I Use Too Much Junk?

I got an unsubscribe request from the blog digest today, accompanied by this pithy critique: You use way too much commercial junk in your recipes. Yuk!

I'm only human; I toyed briefly with the idea of sending back an email saying "Sorry you don't find the blog worth what you pay for it." But then I thought, "Hmmm. Do I use too much commercial junk?"

So I looked back through the recipes I've posted in the past few weeks. Most recent was the Creamy Chicken-and-Noodles in a Bowl; it included whipped cream cheese with chives, tofu shirataki, and pre-cooked chicken breast strips. Frankly, I don't normally use the pre-cooked chicken breast strips, but in the context of 15 minute recipes, they make sense.

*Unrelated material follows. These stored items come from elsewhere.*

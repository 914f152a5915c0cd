//! Persistent metadata cache keyed by content hash.
//!
//! One JSON document under a hidden subdirectory of the caller-provided
//! cache root. Every operation is best-effort: a missing or corrupt file
//! degrades to an empty cache and I/O failures never abort the run.

use anyhow::{Context, Result};
use serde::{Deserialize, Serialize};
use std::collections::BTreeMap;
use std::path::{Path, PathBuf};

use crate::fsutil::{hash_content, now_millis, to_unix_path};
use crate::metadata::ContractMetadata;

pub const CACHE_VERSION: u32 = 1;
const CACHE_DIR: &str = ".facetgen";
const CACHE_FILE: &str = "metadata-cache.json";

/// Entries older than this are pruned lazily on save.
pub const RETENTION_MS: u64 = 7 * 24 * 60 * 60 * 1000;

#[derive(Debug, Clone, Serialize, Deserialize)]
pub struct CacheEntry {
    pub path: String,
    pub timestamp: u64,
    pub content_hash: String,
    pub metadata: ContractMetadata,
}

#[derive(Debug, Clone, Serialize, Deserialize)]
struct CacheDocument {
    version: u32,
    created_at: u64,
    updated_at: u64,
    entries: BTreeMap<String, CacheEntry>,
}

impl CacheDocument {
    fn empty() -> Self {
        let now = now_millis();
        Self {
            version: CACHE_VERSION,
            created_at: now,
            updated_at: now,
            entries: BTreeMap::new(),
        }
    }
}

#[derive(Debug)]
pub struct MetadataCache {
    file_path: PathBuf,
    document: CacheDocument,
    /// Hashes computed by `should_reprocess`, reused by `set` in the same run.
    hash_memo: BTreeMap<String, String>,
}

impl MetadataCache {
    /// Load the cache document from `<cache_root>/.facetgen/metadata-cache.json`.
    ///
    /// Missing or corrupt documents (including a version mismatch) yield a
    /// fresh empty cache, never an error.
    pub fn load(cache_root: &Path) -> Self {
        let file_path = cache_root.join(CACHE_DIR).join(CACHE_FILE);
        let document = std::fs::read_to_string(&file_path)
            .ok()
            .and_then(|raw| serde_json::from_str::<CacheDocument>(&raw).ok())
            .filter(|doc| doc.version == CACHE_VERSION)
            .unwrap_or_else(CacheDocument::empty);
        Self {
            file_path,
            document,
            hash_memo: BTreeMap::new(),
        }
    }

    pub fn len(&self) -> usize {
        self.document.entries.len()
    }

    pub fn is_empty(&self) -> bool {
        self.document.entries.is_empty()
    }

    /// True when the file was never cached or its content hash changed.
    ///
    /// The computed hash is memoized so a following `set` for the same path
    /// does not hash the file twice. Whether the cached record is actually
    /// usable is the caller's call; hit/miss accounting lives there.
    pub fn should_reprocess(&mut self, path: &Path) -> bool {
        let key = to_unix_path(path);
        let Ok(content) = std::fs::read_to_string(path) else {
            return true;
        };
        let hash = hash_content(&content);
        let fresh = self
            .document
            .entries
            .get(&key)
            .is_some_and(|entry| entry.content_hash == hash);
        self.hash_memo.insert(key, hash);
        !fresh
    }

    pub fn get_cached(&self, path: &Path) -> Option<&ContractMetadata> {
        self.document
            .entries
            .get(&to_unix_path(path))
            .map(|entry| &entry.metadata)
    }

    /// Store one entry, reusing the memoized hash if available.
    pub fn set(&mut self, path: &Path, metadata: ContractMetadata) {
        let key = to_unix_path(path);
        let content_hash = match self.hash_memo.get(&key) {
            Some(hash) => hash.clone(),
            None => match std::fs::read_to_string(path) {
                Ok(content) => hash_content(&content),
                // Unreadable file: skip rather than cache a stale hash.
                Err(_) => return,
            },
        };
        self.document.entries.insert(
            key.clone(),
            CacheEntry {
                path: key,
                timestamp: now_millis(),
                content_hash,
                metadata,
            },
        );
    }

    /// Remove entries older than the retention window; returns removed count.
    pub fn prune(&mut self) -> usize {
        self.prune_at(now_millis())
    }

    /// Prune against an explicit clock, for boundary control.
    pub fn prune_at(&mut self, now_ms: u64) -> usize {
        let before = self.document.entries.len();
        self.document
            .entries
            .retain(|_, entry| now_ms.saturating_sub(entry.timestamp) <= RETENTION_MS);
        before - self.document.entries.len()
    }

    /// Persist the whole document, creating directories as needed.
    pub fn save(&mut self) -> Result<()> {
        self.document.updated_at = now_millis();
        if let Some(parent) = self.file_path.parent() {
            std::fs::create_dir_all(parent).with_context(|| {
                format!("Failed to create cache directory: {}", parent.display())
            })?;
        }
        let payload = serde_json::to_string_pretty(&self.document)?;
        std::fs::write(&self.file_path, payload)
            .with_context(|| format!("Failed to write cache file: {}", self.file_path.display()))
    }

    /// Delete the cache file and reset in-memory state.
    pub fn clear(&mut self) -> Result<()> {
        if self.file_path.exists() {
            std::fs::remove_file(&self.file_path).with_context(|| {
                format!("Failed to remove cache file: {}", self.file_path.display())
            })?;
        }
        self.document = CacheDocument::empty();
        self.hash_memo.clear();
        Ok(())
    }

    pub fn file_path(&self) -> &Path {
        &self.file_path
    }
}
//! Per-run logger threaded through the pipeline.
//!
//! One `Logger` value is created per invocation and passed by reference into
//! each component, so verbosity never leaks between runs through global
//! state. The actual sinks are `tracing` macros; `main` installs the
//! subscriber once.

#[derive(Debug, Clone, Copy, Default)]
pub struct Logger {
    verbose: bool,
}

impl Logger {
    pub fn new(verbose: bool) -> Self {
        Self { verbose }
    }

    pub fn verbose(&self) -> bool {
        self.verbose
    }

    /// Announce a numbered pipeline stage with its running counts.
    pub fn stage(&self, number: usize, message: &str) {
        tracing::info!(stage = number, "{message}");
    }

    pub fn info(&self, message: &str) {
        tracing::info!("{message}");
    }

    pub fn warn(&self, message: &str) {
        tracing::warn!("{message}");
    }

    /// Detail lines only shown with `--verbose`.
    pub fn detail(&self, message: &str) {
        if self.verbose {
            tracing::info!("{message}");
        } else {
            tracing::debug!("{message}");
        }
    }
}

The rest didn't seem all that exceptional to me; maybe I should have used organic raw milk cream cheese and fresh chives?

Previous to that, I published the recipe for Cocoa-Peanut Porkies. They have just three ingredients: Pork rinds, sugar-free semi-sweet chocolate, and natural peanut butter. The pork rinds contain nothing but pork skins. The peanut butter contains nothing but peanuts. The sugar-free chocolate does, indeed, include some inulin and artificial sweeteners, but then if I'd use expensive organic semi-sweet chocolate it would have included sugar, which doesn't strike me as an improvement.

Before that came the recipe for pumpkin pudding. That one contains canned pumpkin. Canned pumpkin has nothing in it but pumpkin, and since raw pumpkin is only available for a couple of months in the fall it was the choice that allowed readers the most latitude. Also, I was trying to make it a 15 minute recipe, and cutting up, stewing, and pureeing pumpkin pretty much precludes that sort of thing.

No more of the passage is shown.